Gun Trusts and Marijuana and Firearm Ownership, Use, and Possession

About two years ago we reported on a potential problem that exists because of a conflict between state and federal law and how this can cause problems with a Gun Trust that is not properly drafted.

Now the BATFE has issued an open letter to FFLs that users of medical marijuana are to be excluded from possessing or owning firearms or ammunition. BATFE cites the Gun Control Act of 1968 as authority for this order, which states that it shall be unlawful to sell or otherwise dispose of any firearm to any person knowing or having reasonable suspicion to believe that such a person is an unlawful user of or addicted to any controlled substance.

As of July 2013, eighteen states have legalized the use of marijuana in some form. Another 6 have pending legislation. Of those eighteen states, sixteen have legalized marijuana usage for medicinal purposes, while Colorado and Washington have also legalized the drug for recreational use. It is important to realize that while these states have passed their own marijuana laws, the possession, use, and distribution of marijuana is still illegal under federal law, which trumps the state laws.
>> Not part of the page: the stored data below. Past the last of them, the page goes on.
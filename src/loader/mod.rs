//! Loads the message pool from the bundled resource and an optional
//! secondary quotes resource.
//!
//! Failure never reaches the caller: a primary resource that is missing,
//! malformed or empty yields [`fallback_messages`] with `used_fallback` set.

use crate::message::{
    Message, MessageId, RawMessage, Season, fallback_messages, parse_message_document,
};
use crate::utils::expand_home;
use crate::utils::http::{MAX_RESOURCE_BYTES, capped_body};
use anyhow::{Context, Result};
use chrono::NaiveDate;
use reqwest::Client;
use std::collections::HashSet;
use tracing::{debug, info, warn};

/// Category given to secondary-source quotes that carry none.
pub const QUOTE_CATEGORY: &str = "quote";

#[derive(Debug, Clone)]
pub struct LoadOutcome {
    pub messages: Vec<Message>,
    /// True when the hardcoded fallback list was returned.
    pub used_fallback: bool,
    /// Records contributed by the secondary resource after deduplication.
    pub secondary_count: usize,
}

fn is_remote(location: &str) -> bool {
    url::Url::parse(location).is_ok_and(|u| matches!(u.scheme(), "http" | "https"))
}

/// Bytes of a resource given as a local path or an `http(s)` URL.
pub async fn read_resource(client: &Client, location: &str) -> Result<Vec<u8>> {
    if is_remote(location) {
        let resp = client
            .get(location)
            .send()
            .await
            .with_context(|| format!("Failed to fetch {}", location))?
            .error_for_status()
            .with_context(|| format!("Failed to fetch {}", location))?;
        return capped_body(resp, MAX_RESOURCE_BYTES).await;
    }

    let path = expand_home(location);
    let bytes = tokio::fs::read(&path)
        .await
        .with_context(|| format!("Failed to read {}", path.display()))?;
    if bytes.len() > MAX_RESOURCE_BYTES {
        anyhow::bail!(
            "{} is larger than the {} byte limit",
            path.display(),
            MAX_RESOURCE_BYTES
        );
    }
    Ok(bytes)
}

/// Normalize primary records; records without an id get `msg_{index}`.
pub fn normalize_primary(raws: &[RawMessage]) -> Vec<Message> {
    raws.iter()
        .enumerate()
        .filter_map(|(index, raw)| raw.normalize(|| MessageId::Text(format!("msg_{}", index))))
        .collect()
}

/// Convert secondary-source records into messages. Ids are always
/// `quote_{index}`; the record's own id, time of day and season are discarded.
pub fn convert_quotes(raws: &[RawMessage], today: NaiveDate) -> Vec<Message> {
    let created = today.format("%Y-%m-%d").to_string();
    raws.iter()
        .enumerate()
        .filter_map(|(index, raw)| {
            let mut message = raw.normalize(|| MessageId::Numeric(0))?;
            message.id = MessageId::Text(format!("quote_{}", index));
            let has_category = raw
                .category
                .as_ref()
                .and_then(|v| v.as_str())
                .is_some_and(|c| !c.trim().is_empty());
            if !has_category {
                message.category = QUOTE_CATEGORY.to_string();
            }
            message.time_of_day = None;
            message.season = Some(Season::All);
            message.created_at = Some(created.clone());
            Some(message)
        })
        .collect()
}

/// Drop later duplicates: first by id, then by identical text.
pub fn dedupe(messages: Vec<Message>) -> Vec<Message> {
    let mut seen_ids = HashSet::new();
    let mut seen_texts = HashSet::new();
    messages
        .into_iter()
        .filter(|m| seen_ids.insert(m.id.clone()))
        .filter(|m| seen_texts.insert(m.text.clone()))
        .collect()
}

async fn load_primary(client: &Client, location: &str) -> Result<Vec<Message>> {
    let bytes = read_resource(client, location).await?;
    let raws = parse_message_document(&bytes)
        .with_context(|| format!("Failed to parse {}", location))?;
    let messages = normalize_primary(&raws);
    if messages.is_empty() {
        anyhow::bail!("{} contains no usable messages", location);
    }
    Ok(messages)
}

async fn load_secondary(client: &Client, location: &str, today: NaiveDate) -> Result<Vec<Message>> {
    let bytes = read_resource(client, location).await?;
    let raws = parse_message_document(&bytes)
        .with_context(|| format!("Failed to parse {}", location))?;
    Ok(convert_quotes(&raws, today))
}

pub async fn load_messages(
    client: &Client,
    primary: &str,
    secondary: Option<&str>,
    today: NaiveDate,
) -> LoadOutcome {
    let secondary_fut = async {
        match secondary {
            Some(location) => Some(load_secondary(client, location, today).await),
            None => None,
        }
    };
    let (primary_result, secondary_result) =
        tokio::join!(load_primary(client, primary), secondary_fut);

    let mut messages = match primary_result {
        Ok(messages) => dedupe(messages),
        Err(e) => {
            warn!("using default messages: {:#}", e);
            return LoadOutcome {
                messages: fallback_messages(),
                used_fallback: true,
                secondary_count: 0,
            };
        }
    };
    let primary_count = messages.len();

    match secondary_result {
        Some(Ok(quotes)) => {
            debug!("secondary source provided {} quotes", quotes.len());
            messages.extend(quotes);
        }
        Some(Err(e)) => warn!("skipping secondary source: {:#}", e),
        None => {}
    }

    let before = messages.len();
    let messages = dedupe(messages);
    let secondary_count = messages.len().saturating_sub(primary_count);
    if messages.len() < before {
        debug!("dropped {} duplicate messages", before - messages.len());
    }
    info!("loaded {} messages", messages.len());
    LoadOutcome {
        messages,
        used_fallback: false,
        secondary_count,
    }
}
The Controlled Substances Act, enacted into law in 1970, categorizes marijuana as a Schedule I controlled substances. So although some states say it is “legal” to use marijuana, under the Gun Control Act, marijuana users are considered “prohibited persons” to whom the sale of firearms and ammunition is illegal.

The list of arguments against this mandate is endless, as you can imagine. Opponents find it unprecedented that receiving a medical marijuana license to help with a patient’s glaucoma can give the government the right to take away the patient’s Second Amendment right.
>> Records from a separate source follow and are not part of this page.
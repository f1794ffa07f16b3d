use crate::errors::DailyStartError;
use serde::{Deserialize, Serialize};
use std::path::PathBuf;

fn default_true() -> bool {
    true
}

// ---------------------------------------------------------------------------
// Storage
// ---------------------------------------------------------------------------

fn default_quota_bytes() -> usize {
    5 * 1024 * 1024
}

fn default_history_limit() -> usize {
    100
}

fn default_recent_limit() -> usize {
    10
}

fn default_cache_ttl_secs() -> u64 {
    24 * 60 * 60
}

#[derive(Debug, Clone, Serialize, Deserialize)]
pub struct StorageConfig {
    /// Directory for `storage.json` and `cache.db`. Defaults to the daily-start home.
    #[serde(default)]
    pub dir: Option<String>,
    /// Byte quota for the key-value store, mirroring a browser origin's limit.
    #[serde(default = "default_quota_bytes", rename = "quotaBytes")]
    pub quota_bytes: usize,
    #[serde(default = "default_history_limit", rename = "historyLimit")]
    pub history_limit: usize,
    /// How many recently shown message ids are remembered across runs.
    #[serde(default = "default_recent_limit", rename = "recentLimit")]
    pub recent_limit: usize,
    #[serde(default = "default_cache_ttl_secs", rename = "cacheTtlSecs")]
    pub cache_ttl_secs: u64,
}

impl Default for StorageConfig {
    fn default() -> Self {
        Self {
            dir: None,
            quota_bytes: default_quota_bytes(),
            history_limit: default_history_limit(),
            recent_limit: default_recent_limit(),
            cache_ttl_secs: default_cache_ttl_secs(),
        }
    }
}

// ---------------------------------------------------------------------------
// Sources
// ---------------------------------------------------------------------------

fn default_messages_path() -> String {
    "messages.json".to_string()
}

fn default_quotes_path() -> Option<String> {
    Some("quotes.json".to_string())
}

fn default_backend_url() -> String {
    "http://localhost:8000".to_string()
}

fn default_timeout_secs() -> u64 {
    10
}

fn default_max_retries() -> u32 {
    3
}

fn default_backoff_base_ms() -> u64 {
    1000
}

fn default_quotable_url() -> String {
    "https://api.quotable.io".to_string()
}

fn default_zenquotes_url() -> String {
    "https://zenquotes.io/api".to_string()
}

fn default_quotable_limit() -> usize {
    5
}

fn default_zenquotes_limit() -> usize {
    10
}

/// Optional REST backend. Used only when enabled and its health check passes.
#[derive(Debug, Clone, Serialize, Deserialize)]
pub struct BackendConfig {
    #[serde(default)]
    pub enabled: bool,
    #[serde(default = "default_backend_url", rename = "baseUrl")]
    pub base_url: String,
    /// Per-attempt request timeout.
    #[serde(default = "default_timeout_secs", rename = "timeoutSecs")]
    pub timeout_secs: u64,
    #[serde(default = "default_max_retries", rename = "maxRetries")]
    pub max_retries: u32,
    /// Backoff before retry `n` is `2^n * backoffBaseMs`.
    #[serde(default = "default_backoff_base_ms", rename = "backoffBaseMs")]
    pub backoff_base_ms: u64,
}

impl Default for BackendConfig {
    fn default() -> Self {
        Self {
            enabled: false,
            base_url: default_backend_url(),
            timeout_secs: default_timeout_secs(),
            max_retries: default_max_retries(),
            backoff_base_ms: default_backoff_base_ms(),
        }
    }
}

#[derive(Debug, Clone, Serialize, Deserialize)]
pub struct QuoteApisConfig {
    #[serde(default)]
    pub enabled: bool,
    #[serde(default = "default_quotable_url", rename = "quotableUrl")]
    pub quotable_url: String,
    #[serde(default = "default_zenquotes_url", rename = "zenQuotesUrl")]
    pub zenquotes_url: String,
    #[serde(default = "default_quotable_limit", rename = "quotableLimit")]
    pub quotable_limit: usize,
    #[serde(default = "default_zenquotes_limit", rename = "zenQuotesLimit")]
    pub zenquotes_limit: usize,
    #[serde(default = "default_timeout_secs", rename = "timeoutSecs")]
    pub timeout_secs: u64,
    /// Cache fetched quotes for the storage cache TTL instead of refetching every run.
    #[serde(default = "default_true", rename = "useCache")]
    pub use_cache: bool,
}

impl Default for QuoteApisConfig {
    fn default() -> Self {
        Self {
            enabled: false,
            quotable_url: default_quotable_url(),
            zenquotes_url: default_zenquotes_url(),
            quotable_limit: default_quotable_limit(),
            zenquotes_limit: default_zenquotes_limit(),
            timeout_secs: default_timeout_secs(),
            use_cache: true,
        }
    }
}

#[derive(Debug, Clone, Serialize, Deserialize)]
pub struct SourcesConfig {
    /// Bundled message resource: a local path or an http(s) URL.
    #[serde(default = "default_messages_path", rename = "messagesPath")]
    pub messages_path: String,
    /// Optional secondary resource merged into the bundled messages.
    #[serde(default = "default_quotes_path", rename = "quotesPath")]
    pub quotes_path: Option<String>,
    #[serde(default)]
    pub backend: BackendConfig,
    #[serde(default, rename = "quoteApis")]
    pub quote_apis: QuoteApisConfig,
}

impl Default for SourcesConfig {
    fn default() -> Self {
        Self {
            messages_path: default_messages_path(),
            quotes_path: default_quotes_path(),
            backend: BackendConfig::default(),
            quote_apis: QuoteApisConfig::default(),
        }
    }
}

// ---------------------------------------------------------------------------
// Selection
// ---------------------------------------------------------------------------

fn default_seasonal_probability() -> f64 {
    0.7
}

fn default_event_probability() -> f64 {
    0.6
}

fn default_time_of_day_probability() -> f64 {
    0.7
}

/// Probabilities of the soft selection preferences.
#[derive(Debug, Clone, Copy, PartialEq, Serialize, Deserialize)]
pub struct SelectionConfig {
    #[serde(
        default = "default_seasonal_probability",
        rename = "seasonalProbability"
    )]
    pub seasonal_probability: f64,
    #[serde(default = "default_event_probability", rename = "eventProbability")]
    pub event_probability: f64,
    #[serde(
        default = "default_time_of_day_probability",
        rename = "timeOfDayProbability"
    )]
    pub time_of_day_probability: f64,
}

impl Default for SelectionConfig {
    fn default() -> Self {
        Self {
            seasonal_probability: default_seasonal_probability(),
            event_probability: default_event_probability(),
            time_of_day_probability: default_time_of_day_probability(),
        }
    }
}

// ---------------------------------------------------------------------------
// Top-level Config
// ---------------------------------------------------------------------------

#[derive(Debug, Clone, Serialize, Deserialize, Default)]
pub struct Config {
    #[serde(default)]
    pub storage: StorageConfig,
    #[serde(default)]
    pub sources: SourcesConfig,
    #[serde(default)]
    pub selection: SelectionConfig,
}

impl Config {
    /// Directory holding persisted state.
    pub fn storage_dir(&self) -> anyhow::Result<PathBuf> {
        match &self.storage.dir {
            Some(dir) if !dir.trim().is_empty() => Ok(crate::utils::expand_home(dir)),
            _ => crate::utils::get_daily_start_home(),
        }
    }

    pub fn validate(&self) -> Result<(), DailyStartError> {
        self.validate_storage()?;
        self.validate_sources()?;
        self.validate_selection()?;
        Ok(())
    }

    fn validate_storage(&self) -> Result<(), DailyStartError> {
        let s = &self.storage;
        if s.quota_bytes < 1024 {
            return Err(DailyStartError::Config(
                "storage.quotaBytes must be at least 1024".into(),
            ));
        }
        if s.history_limit == 0 {
            return Err(DailyStartError::Config(
                "storage.historyLimit must be > 0".into(),
            ));
        }
        if s.history_limit > 10_000 {
            return Err(DailyStartError::Config(
                "storage.historyLimit is unreasonably large (> 10,000)".into(),
            ));
        }
        if s.recent_limit == 0 {
            return Err(DailyStartError::Config(
                "storage.recentLimit must be > 0".into(),
            ));
        }
        Ok(())
    }

    fn validate_sources(&self) -> Result<(), DailyStartError> {
        let src = &self.sources;
        if src.messages_path.trim().is_empty() {
            return Err(DailyStartError::Config(
                "sources.messagesPath must not be empty".into(),
            ));
        }

        let backend = &src.backend;
        if backend.enabled {
            validate_http_url("sources.backend.baseUrl", &backend.base_url)?;
        }
        if backend.timeout_secs == 0 {
            return Err(DailyStartError::Config(
                "sources.backend.timeoutSecs must be > 0".into(),
            ));
        }
        if backend.max_retries == 0 || backend.max_retries > 10 {
            return Err(DailyStartError::Config(
                "sources.backend.maxRetries must be between 1 and 10".into(),
            ));
        }

        let apis = &src.quote_apis;
        if apis.enabled {
            validate_http_url("sources.quoteApis.quotableUrl", &apis.quotable_url)?;
            validate_http_url("sources.quoteApis.zenQuotesUrl", &apis.zenquotes_url)?;
        }
        if apis.timeout_secs == 0 {
            return Err(DailyStartError::Config(
                "sources.quoteApis.timeoutSecs must be > 0".into(),
            ));
        }
        Ok(())
    }

    fn validate_selection(&self) -> Result<(), DailyStartError> {
        let sel = &self.selection;
        for (name, p) in [
            ("seasonalProbability", sel.seasonal_probability),
            ("eventProbability", sel.event_probability),
            ("timeOfDayProbability", sel.time_of_day_probability),
        ] {
            if !p.is_finite() || !(0.0..=1.0).contains(&p) {
                return Err(DailyStartError::Config(format!(
                    "selection.{} must be a finite number between 0.0 and 1.0",
                    name
                )));
            }
        }
        Ok(())
    }
}

fn validate_http_url(field: &str, value: &str) -> Result<(), DailyStartError> {
    let parsed = url::Url::parse(value)
        .map_err(|e| DailyStartError::Config(format!("{} is not a valid URL: {}", field, e)))?;
    if parsed.scheme() != "http" && parsed.scheme() != "https" {
        return Err(DailyStartError::Config(format!(
            "{} must use http or https",
            field
        )));
    }
    Ok(())
}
Those with Gun Trusts should be very careful not to allow individuals who use marijuana to be in possession, or control of firearms or ammunition as this could subject the individual to 10 years in prison. This is only one of the many reason why a normal trust which would not prohibit such actions of beneficiaries should not be used for firearms. If you have a regular Trust or one that does not have specific and detailed directions for the ownership, transfer and possession of firearms, contact us to find out about amending your trust to include language to protect your family and friends from inadvertent criminal liability.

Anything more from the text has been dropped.